Hal böyleyken, içeriği ve kabul yöntemi itibariyle tartışmalı, Irak Anayasa'sı da ancak 15 Ekim 2005'te yapılan bir referandumla onaylanarak yürürlüğe girmiştir.
Ismarlama Geçici İdari Yasada yapılan yanlışlıklar, Anayasa'da da tekrarlanmış, Türkmenlerin hakları alenen gasp edilmiştir.
Anayasa'da; Türkmenler, Araplar ve Kürtlerin yanında 3. asli unsur olarak kabul edilmemiştir. Türkmenler azınlık statüsünde görülmüştür. Oysa Türkmenler hiç bir zaman azınlık olmamıştır.

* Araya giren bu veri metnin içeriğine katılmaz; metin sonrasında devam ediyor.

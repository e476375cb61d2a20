//! Composite 0-100 health score derived from daily metrics.

use std::fmt;

use serde::Serialize;

use crate::analysis::DailyMetrics;

/// `numerator / denominator` as a percentage; 0 when the denominator is 0.
pub fn percent(numerator: u64, denominator: u64) -> f64 {
    if denominator == 0 {
        0.0
    } else {
        numerator as f64 / denominator as f64 * 100.0
    }
}

#[derive(Debug, Clone, Copy, PartialEq, Eq, Serialize)]
pub enum HealthBand {
    Critical,
    Warning,
    Good,
    Excellent,
}

impl HealthBand {
    pub fn from_score(score: u8) -> Self {
        match score {
            85.. => HealthBand::Excellent,
            70..=84 => HealthBand::Good,
            50..=69 => HealthBand::Warning,
            _ => HealthBand::Critical,
        }
    }
}

impl fmt::Display for HealthBand {
    fn fmt(&self, f: &mut fmt::Formatter<'_>) -> fmt::Result {
        let label = match self {
            HealthBand::Critical => "Critical",
            HealthBand::Warning => "Warning",
            HealthBand::Good => "Good",
            HealthBand::Excellent => "Excellent",
        };
        f.write_str(label)
    }
}

#[derive(Debug, Clone, PartialEq, Serialize)]
pub struct Deduction {
    pub reason: &'static str,
    pub points: u8,
}

#[derive(Debug, Clone, PartialEq, Serialize)]
pub struct HealthScore {
    pub score: u8,
    pub band: HealthBand,
    pub deductions: Vec<Deduction>,
}

impl HealthScore {
    pub fn compute(metrics: &DailyMetrics) -> Self {
        let mut deductions = Vec::new();

        let error_rate = percent(metrics.error_count, metrics.total_requests);
        if error_rate > 5.0 {
            deductions.push(Deduction { reason: "error rate above 5%", points: 30 });
        } else if error_rate > 1.0 {
            deductions.push(Deduction { reason: "error rate above 1%", points: 10 });
        }

        let slow_rate = percent(metrics.response_times.slow_requests, metrics.total_requests);
        if slow_rate > 10.0 {
            deductions.push(Deduction { reason: "slow request rate above 10%", points: 20 });
        } else if slow_rate > 5.0 {
            deductions.push(Deduction { reason: "slow request rate above 5%", points: 10 });
        }

        if metrics.security_events > 0 {
            deductions.push(Deduction { reason: "security events recorded", points: 15 });
        }

        let auth = &metrics.authentication;
        let auth_failure_rate = percent(auth.login_failures, auth.attempts());
        if auth_failure_rate > 20.0 {
            deductions.push(Deduction { reason: "login failure rate above 20%", points: 15 });
        } else if auth_failure_rate > 10.0 {
            deductions.push(Deduction { reason: "login failure rate above 10%", points: 5 });
        }

        let lost: u32 = deductions.iter().map(|d| u32::from(d.points)).sum();
        let score = 100u32.saturating_sub(lost).min(100) as u8;

        Self {
            score,
            band: HealthBand::from_score(score),
            deductions,
        }
    }
}

impl fmt::Display for HealthScore {
    fn fmt(&self, f: &mut fmt::Formatter<'_>) -> fmt::Result {
        write!(f, "**Health Score: {}/100** ({})", self.score, self.band)
    }
}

Beğenmediğimiz ve meşruluğu tartışılır Geçici İdari Yasa'nın 53. Maddesi'nde bile; Türkmenlerin idari, kültürel ve siyasi haklarının garanti altına alınmış, Bağdat ile Kerkük'ün hiçbir bölgesel hükümete dahil olamayacağı öngörülmüştü. Yeni Anayasada bu maddeden sarfınazar edilirken, Geçici İdari Yasa'daki 58. madde ise yeni Anayasa'daki 140. maddeyle ilişkilendirilmiş ve Kerkük'ün geleceği ipotek altına alınmak istenmiştir...
Bilindiği gibi, resmi kayıtlara göre Saddam döneminde Kerkük'ten zorla göçe tabi tutulanların sayısı 12 bin civarındadır.. Daha Anayasa onaylanmadan, Kerkük'te normalleştirme için komisyon kurulmadan en önemlisi de sayım dahi yapılmadan, 600 bini aşkın Kürt, devşirme usulüyle şehre yerleştirilmiş, üstelik bunlara seçimlerde oy dahi kullandırılmıştır. Böylece 140. madde bile ihlal edilmiştir. Şimdi yapılmak istenen sadece buna kılıf uydurmaktan ibarettir.
Irak'ı parçalayan ve bazı gruplara çıkar sağlayan bir anlayış, bizim için makbul ve muteber değildir... Irak'ta sağduyu ve hoşgörü hakim olacaksa, bunun adresi bellidir ve Türkmenlerdir. Bu durumda, Irak'taki Türkmenlerin hakları bazı kişi ve grupların insafına terk edilemez, Kerkük bir pazarlık veya referandum konusu yapılamaz. Kerkük, bir Irak şehri olarak kalmalı ve Bağdat gibi özel bir statüye kavuşmalıdır. Aksi halde, demokratik çizgiler dahilinde her türlü mücadele yollarına başvurulacak ve Türkmenel'inde cereyan eden tüm haksızlıkların kaldırılmasına çalışılacaktır..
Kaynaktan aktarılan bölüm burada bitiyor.